Scientists in Fuchs’ lab bred mice missing the gene for either alpha-catenin or p120-catenin, but only in the epidermis. The effects they saw shared some similarities – their internal skeletons, called a cytoskeleton, were rearranged and the mice were found to have raised levels of a nuclear protein cell NFkB, a pro-inflammatory protein that when transported into the nucleus, promotes activation of other inflammatory genes. In the case of p120-catenin, lead author Mirna Perez-Moreno, a postdoc in the Fuchs lab, found that a small protein called RhoA was the link. “Rho proteins act as molecular switches that can be activated to regulate the cytoskeleton,” says Perez-Moreno. “But they also have an impact on other aspects of cell behavior, including the regulation of NFkB activity.”

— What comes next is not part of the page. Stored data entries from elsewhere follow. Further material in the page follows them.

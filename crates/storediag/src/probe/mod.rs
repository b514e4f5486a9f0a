//! 端点探测
//!
//! 对提供者声明的每个端点做 DNS 解析，必要时再做一次有界的
//! TCP 连接。所有失败都折叠进 [`ProbeResult`]，探测本身从不
//! 返回错误。

use std::io;
use std::net::{IpAddr, SocketAddr};
use std::time::{Duration, Instant};

use async_trait::async_trait;
use futures::future::join_all;
use serde::Serialize;
use tokio::net::{lookup_host, TcpStream};
use tracing::debug;
use url::Url;

/// 单个待探测端点
#[derive(Debug, Clone, PartialEq, Eq, Serialize)]
#[serde(rename_all = "camelCase")]
pub struct EndpointSpec {
    /// 端点 URI，主机名必须存在
    pub url: Url,
    /// 解析成功后是否再尝试 TCP 连接
    pub connect: bool,
}

impl EndpointSpec {
    pub fn resolve_only(url: Url) -> Self {
        Self {
            url,
            connect: false,
        }
    }

    pub fn with_connect(url: Url) -> Self {
        Self { url, connect: true }
    }

    pub fn host(&self) -> Option<&str> {
        self.url.host_str()
    }

    /// 显式端口或 scheme 的默认端口
    pub fn port(&self) -> Option<u16> {
        self.url.port_or_known_default()
    }
}

/// 探测结局
#[derive(Debug, Clone, Copy, PartialEq, Eq, Serialize)]
#[serde(rename_all = "kebab-case")]
pub enum ProbeOutcome {
    Success,
    ResolutionFailure,
    ConnectFailure,
}

/// 单个端点的探测结果
#[derive(Debug, Clone, Serialize)]
#[serde(rename_all = "camelCase")]
pub struct ProbeResult {
    /// 被探测的端点
    pub endpoint: String,
    /// 规范主机名（即解析所用的主机名）
    pub canonical_host: String,
    /// 解析出的地址，按解析器返回顺序
    pub addresses: Vec<IpAddr>,
    pub outcome: ProbeOutcome,
    pub elapsed: Duration,
    /// 失败时的错误细节
    pub error: Option<String>,
}

impl ProbeResult {
    pub fn is_success(&self) -> bool {
        self.outcome == ProbeOutcome::Success
    }
}

/// DNS 解析与连接能力
///
/// 探测逻辑只通过这个接口接触网络，测试用注入失败的替身。
/// 超时由实现方保证有界，探测逻辑不再包一层。
#[async_trait]
pub trait Resolver: Send + Sync {
    /// 解析主机名，失败即解析失败
    async fn resolve(&self, host: &str, port: u16) -> io::Result<Vec<IpAddr>>;

    /// 尝试建立一次 TCP 连接
    async fn connect(&self, addr: SocketAddr) -> io::Result<()>;
}

/// 基于 tokio 的系统解析器
pub struct SystemResolver {
    /// 连接尝试的超时上限
    pub connect_timeout: Duration,
}

impl SystemResolver {
    pub fn new() -> Self {
        Self {
            connect_timeout: Duration::from_secs(5),
        }
    }
}

impl Default for SystemResolver {
    fn default() -> Self {
        Self::new()
    }
}

#[async_trait]
impl Resolver for SystemResolver {
    async fn resolve(&self, host: &str, port: u16) -> io::Result<Vec<IpAddr>> {
        let addrs = lookup_host((host, port)).await?;
        let mut ips = Vec::new();
        for addr in addrs {
            // 保序去重
            if !ips.contains(&addr.ip()) {
                ips.push(addr.ip());
            }
        }
        if ips.is_empty() {
            return Err(io::Error::new(
                io::ErrorKind::NotFound,
                format!("no addresses found for {host}"),
            ));
        }
        Ok(ips)
    }

    async fn connect(&self, addr: SocketAddr) -> io::Result<()> {
        let stream = tokio::time::timeout(self.connect_timeout, TcpStream::connect(addr))
            .await
            .map_err(|_| {
                io::Error::new(
                    io::ErrorKind::TimedOut,
                    format!("connect to {addr} timed out"),
                )
            })??;
        drop(stream);
        Ok(())
    }
}

/// 探测单个端点
///
/// 解析失败短路为 `resolution-failure`；解析成功且要求连接时，
/// 对第一个地址做一次连接，失败记为 `connect-failure`。
pub async fn probe(resolver: &dyn Resolver, spec: &EndpointSpec) -> ProbeResult {
    let started = Instant::now();
    let endpoint = spec.url.to_string();
    let host = spec.host().unwrap_or_default().to_string();
    let port = spec.port().unwrap_or(0);

    debug!(endpoint = %endpoint, "probing endpoint");

    // 空地址列表等同解析失败，不让自定义解析器报出空洞的成功
    let addresses = match resolver.resolve(&host, port).await {
        Ok(addrs) if !addrs.is_empty() => addrs,
        Ok(_) => {
            return ProbeResult {
                endpoint,
                canonical_host: host.clone(),
                addresses: Vec::new(),
                outcome: ProbeOutcome::ResolutionFailure,
                elapsed: started.elapsed(),
                error: Some(format!("no addresses found for {host}")),
            };
        }
        Err(e) => {
            return ProbeResult {
                endpoint,
                canonical_host: host,
                addresses: Vec::new(),
                outcome: ProbeOutcome::ResolutionFailure,
                elapsed: started.elapsed(),
                error: Some(e.to_string()),
            };
        }
    };

    let mut outcome = ProbeOutcome::Success;
    let mut error = None;
    if spec.connect {
        if let Some(ip) = addresses.first() {
            if let Err(e) = resolver.connect(SocketAddr::new(*ip, port)).await {
                outcome = ProbeOutcome::ConnectFailure;
                error = Some(e.to_string());
            }
        }
    }

    ProbeResult {
        endpoint,
        canonical_host: host,
        addresses,
        outcome,
        elapsed: started.elapsed(),
        error,
    }
}

/// 并发探测全部端点，结果按声明顺序合并
pub async fn probe_all(resolver: &dyn Resolver, specs: &[EndpointSpec]) -> Vec<ProbeResult> {
    join_all(specs.iter().map(|spec| probe(resolver, spec))).await
}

In both the p120-catenin and alpha-catenin cases, “The initial signal comes from the epidermis,” explains Perez-Moreno. “But then the inflammatory cells are recruited and they start secreting more inflammatory proteins, which then activate other receptors on the epidermal cells. This response amplifies the inflammatory pathway and can transform it into a chronic inflammatory event.”
The effects were compounded in skin without alpha-catenin because the epidermis completely lost its ability to maintain adherens junctions between cells, something that didn’t happen in the mice missing p120-catenin. In addition, when the alpha-catenin gene was missing, the cells in the alpha-catenin-deficient skin divided out of control. This situation in humans is very similar to squamous cell carcinoma, one of the most common cancers worldwide. Agnieszka Kobielak, another postdoc in the Fuchs lab and lead author on the alpha-catenin story, examined tissue taken from over 30 different human skin cancer patients with squamous cell carcinomas, and found that the majority of them have reduced alpha-catenin, raised levels of NFkB, and inflammatory cells in the dermis.

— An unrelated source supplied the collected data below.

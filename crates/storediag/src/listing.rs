//! 深度列表
//!
//! 递归遍历存储中的一个路径，对每个文件回调一次，并把计数、
//! 字节数折叠成统计。目录列表被当作惰性产生的有限序列消费，
//! 统计在遍历状态里累积，不需要任何共享计数器。

use std::io;
use std::time::{Duration, Instant};

use serde::Serialize;

use crate::fs::StoreFs;

/// 深度列表里的一个文件
#[derive(Debug, Clone, PartialEq, Eq, Serialize)]
#[serde(rename_all = "camelCase")]
pub struct ListedFile {
    /// 相对存储根的路径
    pub path: String,
    pub size: u64,
}

/// 一次遍历的统计结果
#[derive(Debug, Clone, Serialize)]
#[serde(rename_all = "camelCase")]
pub struct ListingStats {
    pub files: usize,
    pub directories: usize,
    pub total_bytes: u64,
    /// 第一个文件出现时的耗时
    pub first_file: Option<Duration>,
    pub elapsed: Duration,
}

impl ListingStats {
    /// 平均每个文件的耗时（毫秒）
    pub fn millis_per_file(&self) -> f64 {
        if self.files == 0 {
            0.0
        } else {
            self.elapsed.as_millis() as f64 / self.files as f64
        }
    }

    /// 平均每个文件的字节数
    pub fn bytes_per_file(&self) -> u64 {
        if self.files == 0 {
            0
        } else {
            self.total_bytes / self.files as u64
        }
    }
}

struct WalkState {
    started: Instant,
    files: usize,
    directories: usize,
    total_bytes: u64,
    first_file: Option<Duration>,
}

/// 递归遍历 `path` 下的全部文件
///
/// 深度优先、目录项按存储返回的顺序；每发现一个文件就以
/// 从 1 开始的序号调用一次 `visit`。遍历中的 I/O 错误直接
/// 向上传播。
pub fn list_files<F>(fs: &dyn StoreFs, path: &str, mut visit: F) -> io::Result<ListingStats>
where
    F: FnMut(usize, &ListedFile),
{
    let mut state = WalkState {
        started: Instant::now(),
        files: 0,
        directories: 0,
        total_bytes: 0,
        first_file: None,
    };
    walk(fs, path.trim_end_matches('/'), &mut state, &mut visit)?;
    Ok(ListingStats {
        files: state.files,
        directories: state.directories,
        total_bytes: state.total_bytes,
        first_file: state.first_file,
        elapsed: state.started.elapsed(),
    })
}

fn walk<F>(fs: &dyn StoreFs, dir: &str, state: &mut WalkState, visit: &mut F) -> io::Result<()>
where
    F: FnMut(usize, &ListedFile),
{
    for entry in fs.list(if dir.is_empty() { "/" } else { dir })? {
        let child = if dir.is_empty() {
            entry.name.clone()
        } else {
            format!("{dir}/{}", entry.name)
        };
        if entry.is_dir {
            state.directories += 1;
            walk(fs, &child, state, visit)?;
        } else {
            state.files += 1;
            state.total_bytes += entry.size;
            if state.first_file.is_none() {
                state.first_file = Some(state.started.elapsed());
            }
            let file = ListedFile {
                path: child,
                size: entry.size,
            };
            visit(state.files, &file);
        }
    }
    Ok(())
}

#[cfg(test)]
mod tests {
    use super::*;
    use crate::fs::MemoryStore;
    use std::io::Write;

    fn put(store: &MemoryStore, path: &str, bytes: &[u8]) {
        let mut w = store.create(path, true).unwrap();
        w.write_all(bytes).unwrap();
        w.flush().unwrap();
    }

    fn sample_store() -> MemoryStore {
        let store = MemoryStore::new();
        store.mkdirs("a/nested").unwrap();
        store.mkdirs("b").unwrap();
        put(&store, "a/one", b"12345");
        put(&store, "a/nested/two", b"1234567890");
        put(&store, "b/three", b"1");
        store
    }

    #[test]
    fn test_fold_accumulates_count_and_size() {
        let store = sample_store();
        let stats = list_files(&store, "/", |_, _| {}).unwrap();
        assert_eq!(stats.files, 3);
        assert_eq!(stats.directories, 3);
        assert_eq!(stats.total_bytes, 16);
        assert!(stats.first_file.is_some());
        assert_eq!(stats.bytes_per_file(), 5);
    }

    #[test]
    fn test_visit_order_is_depth_first_with_one_based_index() {
        let store = sample_store();
        let mut seen = Vec::new();
        list_files(&store, "/", |n, file| seen.push((n, file.path.clone()))).unwrap();
        assert_eq!(
            seen,
            vec![
                (1, "a/nested/two".to_string()),
                (2, "a/one".to_string()),
                (3, "b/three".to_string()),
            ]
        );
    }

    #[test]
    fn test_subtree_listing() {
        let store = sample_store();
        let stats = list_files(&store, "a/nested", |_, _| {}).unwrap();
        assert_eq!(stats.files, 1);
        assert_eq!(stats.total_bytes, 10);
        assert_eq!(stats.directories, 0);
    }

    #[test]
    fn test_empty_store_has_no_first_file() {
        let store = MemoryStore::new();
        let stats = list_files(&store, "/", |_, _| {}).unwrap();
        assert_eq!(stats.files, 0);
        assert_eq!(stats.first_file, None);
        assert_eq!(stats.millis_per_file(), 0.0);
        assert_eq!(stats.bytes_per_file(), 0);
    }

    #[test]
    fn test_missing_path_propagates_error() {
        let store = MemoryStore::new();
        assert!(list_files(&store, "missing", |_, _| {}).is_err());
    }
}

Because tissues with chronic wound and inflammatory diseases are known to be more susceptible to cancer, Fuchs and colleagues hope that a better understanding of each protein’s contribution to the inflammation response will help identify specific targets for anti-inflammatory treatments that may also help prevent cancer. “A connection between inflammation and cancer has been suspected for decades,” says Fuchs, “but we are just now beginning to understand that it is as much a prerequisite as a consequence of tumorigenesis.”